Monthly Archives: March 2016

Stanley Cup Anniversaries: 2016

As we near the end of a regular season that will see no Canadian teams in the playoffs for just the second time in NHL history (the first being 1969-70, when only two of 12 NHL teams were based in Canada — see today’s Toronto Star), it’s somewhat ironic that today marks the 100th anniversary of the first of a record 24 Stanley Cup victories for the Montreal Canadiens – against the first team to compete for the trophy from the United States.

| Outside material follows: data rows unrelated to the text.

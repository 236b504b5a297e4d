//! Graceful shutdown coordination via `CancellationToken`.

use tokio_util::sync::CancellationToken;

/// Signals the listener and any background tasks to stop.
pub struct ShutdownCoordinator {
    token: CancellationToken,
}

impl ShutdownCoordinator {
    /// Create a new shutdown coordinator.
    pub fn new() -> Self {
        Self {
            token: CancellationToken::new(),
        }
    }

    /// Get a clone of the cancellation token.
    pub fn token(&self) -> CancellationToken {
        self.token.clone()
    }

    /// Initiate shutdown.
    pub fn shutdown(&self) {
        tracing::info!("shutdown requested");
        self.token.cancel();
    }

    /// Whether a shutdown has been initiated.
    pub fn is_shutting_down(&self) -> bool {
        self.token.is_cancelled()
    }
}

impl Default for ShutdownCoordinator {
    fn default() -> Self {
        Self::new()
    }
}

On March 30, 1916, the Canadiens scored a 2-1 victory over the Portland Rosebuds on a late goal by Goldie Prodger in the fifth and final game of the best-of-five series between the champions of the National Hockey Association and the champs from the Pacific Coast Hockey Association.

Six 1916
The Montreal Daily Mail, March 31, 1916. Page 8.

It has long been said that the wife of Canadiens goaltending legend Georges Vezina gave birth to a son that same night, whom the Vezinas named Marcel Stanley in honour of the Cup. In truth, the boy was born the following day, March 31, 1916, and was formally christened Joseph Louis Marcel Vezina – although it does appear to be true that the family called him Marcel Stanley.

Six Marcel
The birth record for Joseph Louis Marcel “Stanley” Vezina states in French
that he was born on
le trente et un mars mil neuf cent seize.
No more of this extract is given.